I’m not an avid skier. But I have several friends who are ski and snowboard (and in some cases mountain bike) fanatics. Most grew up in skiing families and learned to ski as young children, at small family operated ski areas like Mount Pisgah in Saranac Lake and Titus Mountain in Malone.
They’re people who love powder enough to climb a mountain for it, seeking out the backcountry where, as one friend likes to say, “The powder is plentiful. The lift lines are nonexistent. And I have the whole darn hill to myself.”
They hike marked, as well as unmarked trails, where nothing is groomed; often trekking up mountains in remote, inhospitable areas, for miles, intent on conquering a slope or slide that’s not part of any ski resort. And while I admire their courage and determination, unlike them, I thank God for the mountains. But thank goodness for ski lifts.
Backcountry skiing appears to be on the rise in the Adirondacks, in part due to improvements in skis, boots, and bindings. But safe backcountry skiing requires training and experience. Severe weather is a real danger. As are avalanches. Earlier this month, the NY State Department of Environmental Conservation (DEC) issued an avalanche advisory for people recreating in slide areas and other areas of steep open terrain in the High Peaks Region, “due to current snow depths and conditions.” And we’ve received a lot of snow and even some icy rain in some areas, since.

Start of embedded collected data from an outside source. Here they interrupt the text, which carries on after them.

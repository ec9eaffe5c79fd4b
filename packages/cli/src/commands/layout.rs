use super::load_profile;
use anyhow::{anyhow, Result};
use bio_editor::EditorConfig;
use bio_layout::{build_layouts, Breakpoint, BuildOptions, Profile};
use clap::Args;
use std::path::PathBuf;

#[derive(Debug, Args)]
pub struct LayoutArgs {
    /// Profile JSON file
    pub profile: PathBuf,

    /// Only print one breakpoint (lg, sm)
    #[arg(short, long, conflicts_with = "width")]
    pub breakpoint: Option<String>,

    /// Pick the breakpoint for a viewport width in pixels
    #[arg(short, long)]
    pub width: Option<u32>,

    /// Build the owner's draggable layout instead of the visitor's
    #[arg(long)]
    pub editable: bool,
}

pub fn layout(args: LayoutArgs, config: &EditorConfig) -> Result<()> {
    let profile = load_profile(&args.profile)?;
    println!("{}", render(&profile, &args, config)?);
    Ok(())
}

fn selected_breakpoint(args: &LayoutArgs) -> Result<Option<Breakpoint>> {
    if let Some(width) = args.width {
        return Ok(Some(Breakpoint::for_width(width)));
    }
    args.breakpoint
        .as_deref()
        .map(|key| {
            Breakpoint::from_key(key)
                .ok_or_else(|| anyhow!("Unknown breakpoint: {}. Use: lg or sm", key))
        })
        .transpose()
}

fn render(profile: &Profile, args: &LayoutArgs, config: &EditorConfig) -> Result<String> {
    let opts = if args.editable {
        BuildOptions::editable()
    } else {
        BuildOptions::read_only()
    }
    .with_rows(config.grid_rows);

    let table = build_layouts(&profile.descriptors(), &opts);
    tracing::info!(handle = %profile.page.handle, blocks = profile.blocks.len(), "Built layout");

    let json = match selected_breakpoint(args)? {
        Some(bp) => serde_json::to_string_pretty(table.get(bp))?,
        None => serde_json::to_string_pretty(&table)?,
    };
    Ok(json)
}

#[cfg(test)]
mod tests {
    use super::*;
    use crate::commands::fixtures::PROFILE;
    use serde_json::Value;

    fn args(breakpoint: Option<&str>, width: Option<u32>, editable: bool) -> LayoutArgs {
        LayoutArgs {
            profile: PathBuf::from("profile.json"),
            breakpoint: breakpoint.map(str::to_string),
            width,
            editable,
        }
    }

    fn profile() -> Profile {
        serde_json::from_str(PROFILE).unwrap()
    }

    fn item<'a>(items: &'a Value, id: &str) -> &'a Value {
        items
            .as_array()
            .unwrap()
            .iter()
            .find(|item| item["i"] == id)
            .unwrap()
    }

    #[test]
    fn test_render_single_breakpoint() {
        let json = render(&profile(), &args(Some("lg"), None, false), &EditorConfig::default())
            .unwrap();
        let items: Value = serde_json::from_str(&json).unwrap();
        assert_eq!(items.as_array().unwrap().len(), 3);

        let l = item(&items, "l");
        assert_eq!((l["x"].as_i64(), l["y"].as_i64()), (Some(2), Some(1)));
    }

    #[test]
    fn test_render_width_picks_narrow() {
        let json = render(&profile(), &args(None, Some(375), false), &EditorConfig::default())
            .unwrap();
        let items: Value = serde_json::from_str(&json).unwrap();
        let a = item(&items, "a");
        assert_eq!(a["w"].as_i64(), Some(2));
    }

    #[test]
    fn test_render_all_breakpoints() {
        let json = render(&profile(), &args(None, None, true), &EditorConfig::default()).unwrap();
        let table: Value = serde_json::from_str(&json).unwrap();
        assert!(table.get("lg").is_some());
        assert!(table.get("sm").is_some());
    }

    #[test]
    fn test_unknown_breakpoint_is_an_error() {
        let result = render(&profile(), &args(Some("xl"), None, false), &EditorConfig::default());
        assert!(result.is_err());
    }
}
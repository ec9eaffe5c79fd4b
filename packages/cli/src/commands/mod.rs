pub mod check_handle;
pub mod init;
pub mod layout;
pub mod resize;

pub use check_handle::{check_handle, CheckHandleArgs};
pub use init::{init, InitArgs};
pub use layout::{layout, LayoutArgs};
pub use resize::{resize, ResizeArgs};

use anyhow::{Context, Result};
use bio_layout::Profile;
use std::fs;
use std::path::Path;

/// Read a profile exported as JSON
pub fn load_profile(path: &Path) -> Result<Profile> {
    let content =
        fs::read_to_string(path).with_context(|| format!("cannot read {}", path.display()))?;
    serde_json::from_str(&content).with_context(|| format!("invalid profile {}", path.display()))
}
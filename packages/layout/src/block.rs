//! # Blocks and Pages
//!
//! The set of block kinds is closed. Each kind has a static [`KindSpec`]
//! (label and default size) and exactly one payload shape in
//! [`BlockContent`]. A block's kind is derived from its payload, so a block
//! can never carry a payload of the wrong shape.

use crate::coords::StorageRect;
use crate::constants::MIN_SIZE;
use bio_common::{Handle, UserId};
use serde::{Deserialize, Serialize};
use std::fmt;
use std::str::FromStr;
use thiserror::Error;

#[derive(Debug, Clone, Copy, PartialEq, Eq, Hash, PartialOrd, Ord, Serialize, Deserialize)]
#[serde(rename_all = "lowercase")]
pub enum BlockKind {
    Link,
    Text,
    Image,
    Video,
    Map,
    Section,
    Divider,
}

/// Static registry entry for a block kind
#[derive(Debug, Clone, Copy, PartialEq, Eq)]
pub struct KindSpec {
    pub kind: BlockKind,
    pub label: &'static str,
    /// Default `(w, h)` in cells when the block is added
    pub default_size: (i32, i32),
}

static KIND_SPECS: [KindSpec; 7] = [
    KindSpec {
        kind: BlockKind::Link,
        label: "Link",
        default_size: (1, 1),
    },
    KindSpec {
        kind: BlockKind::Text,
        label: "Text",
        default_size: (2, 1),
    },
    KindSpec {
        kind: BlockKind::Image,
        label: "Image",
        default_size: (2, 2),
    },
    KindSpec {
        kind: BlockKind::Video,
        label: "Video",
        default_size: (2, 2),
    },
    KindSpec {
        kind: BlockKind::Map,
        label: "Map",
        default_size: (2, 2),
    },
    KindSpec {
        kind: BlockKind::Section,
        label: "Section",
        default_size: (4, 1),
    },
    KindSpec {
        kind: BlockKind::Divider,
        label: "Divider",
        default_size: (4, 1),
    },
];

#[derive(Error, Debug, Clone, PartialEq, Eq)]
#[error("Unknown block type: {0}")]
pub struct UnknownKind(pub String);

impl BlockKind {
    pub const ALL: [BlockKind; 7] = [
        BlockKind::Link,
        BlockKind::Text,
        BlockKind::Image,
        BlockKind::Video,
        BlockKind::Map,
        BlockKind::Section,
        BlockKind::Divider,
    ];

    pub fn spec(self) -> &'static KindSpec {
        &KIND_SPECS[self as usize]
    }

    pub fn label(self) -> &'static str {
        self.spec().label
    }

    pub fn default_size(self) -> (i32, i32) {
        self.spec().default_size
    }

    pub const fn as_str(self) -> &'static str {
        match self {
            BlockKind::Link => "link",
            BlockKind::Text => "text",
            BlockKind::Image => "image",
            BlockKind::Video => "video",
            BlockKind::Map => "map",
            BlockKind::Section => "section",
            BlockKind::Divider => "divider",
        }
    }

    /// Empty payload used for freshly added placeholders
    pub fn empty_content(self) -> BlockContent {
        match self {
            BlockKind::Link => BlockContent::Link(LinkData::default()),
            BlockKind::Text => BlockContent::Text(TextData::default()),
            BlockKind::Image => BlockContent::Image(ImageData::default()),
            BlockKind::Video => BlockContent::Video(VideoData::default()),
            BlockKind::Map => BlockContent::Map(MapData::default()),
            BlockKind::Section => BlockContent::Section(SectionData::default()),
            BlockKind::Divider => BlockContent::Divider,
        }
    }
}

impl fmt::Display for BlockKind {
    fn fmt(&self, f: &mut fmt::Formatter<'_>) -> fmt::Result {
        f.write_str(self.as_str())
    }
}

impl FromStr for BlockKind {
    type Err = UnknownKind;

    fn from_str(s: &str) -> Result<Self, Self::Err> {
        BlockKind::ALL
            .into_iter()
            .find(|kind| kind.as_str() == s)
            .ok_or_else(|| UnknownKind(s.to_string()))
    }
}

/// Default size for a type name coming from untyped input; unknown names
/// get the smallest block
pub fn default_size_for_type(name: &str) -> (i32, i32) {
    name.parse::<BlockKind>()
        .map(BlockKind::default_size)
        .unwrap_or((MIN_SIZE, MIN_SIZE))
}

#[derive(Debug, Clone, Default, PartialEq, Serialize, Deserialize)]
pub struct LinkData {
    pub url: String,
    #[serde(default, skip_serializing_if = "Option::is_none")]
    pub title: Option<String>,
    #[serde(default, skip_serializing_if = "Option::is_none")]
    pub description: Option<String>,
    #[serde(default, skip_serializing_if = "Option::is_none")]
    pub image_url: Option<String>,
    #[serde(default, skip_serializing_if = "Option::is_none")]
    pub site_name: Option<String>,
    #[serde(default, skip_serializing_if = "Option::is_none")]
    pub favicon_url: Option<String>,
    /// Link flavour reported by the metadata scraper (e.g. "article")
    #[serde(default, skip_serializing_if = "Option::is_none")]
    pub kind: Option<String>,
    /// Platform the link points at (e.g. "youtube")
    #[serde(default, skip_serializing_if = "Option::is_none")]
    pub source: Option<String>,
}

#[derive(Debug, Clone, Default, PartialEq, Serialize, Deserialize)]
pub struct TextData {
    pub content: String,
}

#[derive(Debug, Clone, Default, PartialEq, Serialize, Deserialize)]
pub struct ImageData {
    pub image_url: String,
    #[serde(default, skip_serializing_if = "Option::is_none")]
    pub link_url: Option<String>,
    #[serde(default, skip_serializing_if = "Option::is_none")]
    pub aspect_ratio: Option<f64>,
}

#[derive(Debug, Clone, Default, PartialEq, Serialize, Deserialize)]
pub struct VideoData {
    pub video_url: String,
    #[serde(default, skip_serializing_if = "Option::is_none")]
    pub thumbnail: Option<String>,
}

#[derive(Debug, Clone, PartialEq, Serialize, Deserialize)]
pub struct MapData {
    pub lat: f64,
    pub lng: f64,
    pub zoom: u8,
}

impl Default for MapData {
    fn default() -> Self {
        Self {
            lat: 0.0,
            lng: 0.0,
            zoom: 12,
        }
    }
}

#[derive(Debug, Clone, Default, PartialEq, Serialize, Deserialize)]
pub struct SectionData {
    pub title: String,
}

/// Kind-specific payload of a block
#[derive(Debug, Clone, PartialEq, Serialize, Deserialize)]
#[serde(tag = "type", content = "data", rename_all = "lowercase")]
pub enum BlockContent {
    Link(LinkData),
    Text(TextData),
    Image(ImageData),
    Video(VideoData),
    Map(MapData),
    Section(SectionData),
    Divider,
}

impl BlockContent {
    pub fn kind(&self) -> BlockKind {
        match self {
            BlockContent::Link(_) => BlockKind::Link,
            BlockContent::Text(_) => BlockKind::Text,
            BlockContent::Image(_) => BlockKind::Image,
            BlockContent::Video(_) => BlockKind::Video,
            BlockContent::Map(_) => BlockKind::Map,
            BlockContent::Section(_) => BlockKind::Section,
            BlockContent::Divider => BlockKind::Divider,
        }
    }

    /// Check required fields before the payload is sent anywhere
    pub fn validate(&self) -> Result<(), String> {
        match self {
            BlockContent::Link(link) if link.url.trim().is_empty() => {
                Err("link url is required".to_string())
            }
            BlockContent::Image(image) if image.image_url.trim().is_empty() => {
                Err("image url is required".to_string())
            }
            BlockContent::Video(video) if video.video_url.trim().is_empty() => {
                Err("video url is required".to_string())
            }
            BlockContent::Map(map) if !(-90.0..=90.0).contains(&map.lat) => {
                Err(format!("latitude {} is out of range", map.lat))
            }
            BlockContent::Map(map) if !(-180.0..=180.0).contains(&map.lng) => {
                Err(format!("longitude {} is out of range", map.lng))
            }
            _ => Ok(()),
        }
    }
}

/// A content unit on a page
#[derive(Debug, Clone, PartialEq, Serialize, Deserialize)]
pub struct Block {
    pub id: String,

    /// Position in the page's total order; `None` sorts last
    #[serde(default)]
    pub ordering: Option<i64>,

    /// ISO-8601 creation time, tie-break for ordering
    #[serde(default)]
    pub created_at: String,

    /// Stored layout in storage convention (x = row, y = column)
    #[serde(default, skip_serializing_if = "Option::is_none")]
    pub layout: Option<StorageRect>,

    #[serde(flatten)]
    pub content: BlockContent,
}

impl Block {
    pub fn new(id: impl Into<String>, content: BlockContent) -> Self {
        Self {
            id: id.into(),
            ordering: None,
            created_at: String::new(),
            layout: None,
            content,
        }
    }

    pub fn kind(&self) -> BlockKind {
        self.content.kind()
    }

    pub fn with_ordering(mut self, ordering: i64) -> Self {
        self.ordering = Some(ordering);
        self
    }

    pub fn with_layout(mut self, layout: StorageRect) -> Self {
        self.layout = Some(layout);
        self
    }

    pub fn with_created_at(mut self, created_at: impl Into<String>) -> Self {
        self.created_at = created_at.into();
        self
    }
}

/// Minimal view of a block needed to lay it out
#[derive(Debug, Clone, PartialEq, Eq, Serialize, Deserialize)]
pub struct BlockDescriptor {
    pub id: String,
    pub kind: BlockKind,
    #[serde(default)]
    pub layout: Option<StorageRect>,
}

impl BlockDescriptor {
    pub fn new(id: impl Into<String>, kind: BlockKind) -> Self {
        Self {
            id: id.into(),
            kind,
            layout: None,
        }
    }

    pub fn with_layout(mut self, layout: StorageRect) -> Self {
        self.layout = Some(layout);
        self
    }
}

impl From<&Block> for BlockDescriptor {
    fn from(block: &Block) -> Self {
        Self {
            id: block.id.clone(),
            kind: block.kind(),
            layout: block.layout,
        }
    }
}

/// The owner's container for blocks
#[derive(Debug, Clone, PartialEq, Serialize, Deserialize)]
pub struct Page {
    pub id: String,
    pub owner_id: UserId,
    #[serde(with = "bio_common::handle::canonical")]
    pub handle: Handle,
    #[serde(default)]
    pub title: String,
    #[serde(default, skip_serializing_if = "Option::is_none")]
    pub description: Option<String>,
    #[serde(default, skip_serializing_if = "Option::is_none")]
    pub image_url: Option<String>,
    #[serde(default)]
    pub is_public: bool,
    /// Position among the owner's pages
    #[serde(default)]
    pub ordering: i64,
}

impl Page {
    pub fn is_owned_by(&self, user: Option<&UserId>) -> bool {
        user.is_some_and(|u| *u == self.owner_id)
    }
}

/// A page together with its blocks, the unit cached on the client
#[derive(Debug, Clone, PartialEq, Serialize, Deserialize)]
pub struct Profile {
    pub page: Page,
    #[serde(default)]
    pub blocks: Vec<Block>,
}

impl Profile {
    pub fn block(&self, id: &str) -> Option<&Block> {
        self.blocks.iter().find(|b| b.id == id)
    }

    pub fn descriptors(&self) -> Vec<BlockDescriptor> {
        self.blocks.iter().map(BlockDescriptor::from).collect()
    }
}
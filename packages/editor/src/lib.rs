//! # Bio Editor
//!
//! Owner-side editing of a link-in-bio page.
//!
//! ## Architecture
//!
//! ```text
//! ┌─────────────────────────────────────────────┐
//! │ layout: blocks → grid layouts, patches      │
//! └─────────────────────────────────────────────┘
//!                     ↓
//! ┌─────────────────────────────────────────────┐
//! │ editor: EditSession                         │
//! │  - Reducer over placeholders and status     │
//! │  - Optimistic writes against the cache      │
//! │  - Debounced layout autosave                │
//! └─────────────────────────────────────────────┘
//!                     ↓
//! ┌─────────────────────────────────────────────┐
//! │ store: PageStore (authoritative)            │
//! └─────────────────────────────────────────────┘
//! ```
//!
//! ## Core Principles
//!
//! 1. **Wide layout is canonical**: the narrow layout is derived on load
//! 2. **Optimistic clients**: a failed write restores the cached snapshot
//! 3. **Server authority**: every successful write invalidates the cache
//!
//! ## Usage
//!
//! ```rust,ignore
//! use bio_editor::{EditSession, EditorConfig, ProfileCache, ProfileView, TracingNotifier};
//!
//! let view = EditSession::open(store, ProfileCache::new(), identity,
//!     Arc::new(TracingNotifier), &handle, &EditorConfig::default()).await?;
//!
//! if let ProfileView::Editable(mut session) = view {
//!     session.resize("block-1", SizePreset::Wide).await?;
//! }
//! ```

mod cache;
mod config;
mod debounce;
mod errors;
mod notifier;
mod optimistic;
mod session;
mod state;

pub use cache::ProfileCache;
pub use config::{ConfigError, EditorConfig, DEFAULT_CONFIG_NAME};
pub use debounce::{DebounceConfig, DebouncedSaver};
pub use errors::{EditorError, EditorResult};
pub use notifier::{Notifier, RecordingNotifier, SaveNotice, TracingNotifier};
pub use optimistic::{OptimisticMutator, TEMP_BLOCK_PREFIX};
pub use session::{EditSession, ProfileView, ReadOnlyView, SessionIdentity};
pub use state::{placeholder_id, reduce, EditorAction, EditorState, Placeholder, SaveStatus};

The Adirondacks are the youngest mountains in the eastern United States, with much less surface soil covering the rock they’re made of than other eastern mountains. Because of this landslides and debris avalanches are prevalent here. During periods of very heavy rainfall, the thin soils are loosened and pour down steep slopes, along with loose rocks and vegetation, creating open slides composed mostly of exposed rock. Slides do occur on steep slopes elsewhere in the east, but not with the concentration found here. Early explorers and Adirondack guides used slides as the paths of least resistance to a number of summits.
In 1999, Hurricane Floyd, which had been down-graded to a tropical storm by the time it reached the Adirondacks, created several new slides, many of which are popular today with hikers and skiers. And in 2011, Hurricane Irene, which had also been down-graded to a tropical storm before it arrived here, triggered, by some accounts, at least forty significant landslides and a multitude of minor ones; mostly in the High Peaks region. Slides were created or enlarged on Algonquin, Cascade, Colden, Dix, Giant, the Gothics, Macomb, Marcy, and Saddleback, among others. Many of these slides have been written about in ski and travel magazines and online. Several are approachable by trail or require very little bushwhacking to access and, because of their accessibility and recreational potential, have opened up slide climbing and skiing to an ever-growing number of outdoor and winter recreation enthusiasts.
Regrettably however, the steep, open slopes created by these slides are highly conducive to natural, as well as human-triggered avalanches. And that danger increases following a major snowfall or during a thaw.
In February of 2010, experienced backcountry skiers found themselves swept up in an avalanche while they were making their way up one of the Angel Slides, on Wright Peak. Miraculously, they survived the ordeal uninjured.
The Angel Slides are a lasting reminder of the torrential rains and powerful winds that accompanied Tropical Storm Floyd. They received their name soon after they were formed, following a tragic avalanche event that occurred on Feb. 19, 2000, which killed one young man and injured several other skiers in the party; one seriously.
Last February a similar avalanche occurred on Wright Peak, on a new slide that had been created by the deluge that accompanied Tropical Storm Irene. One skier was trapped, but uninjured, and was rescued by his friends.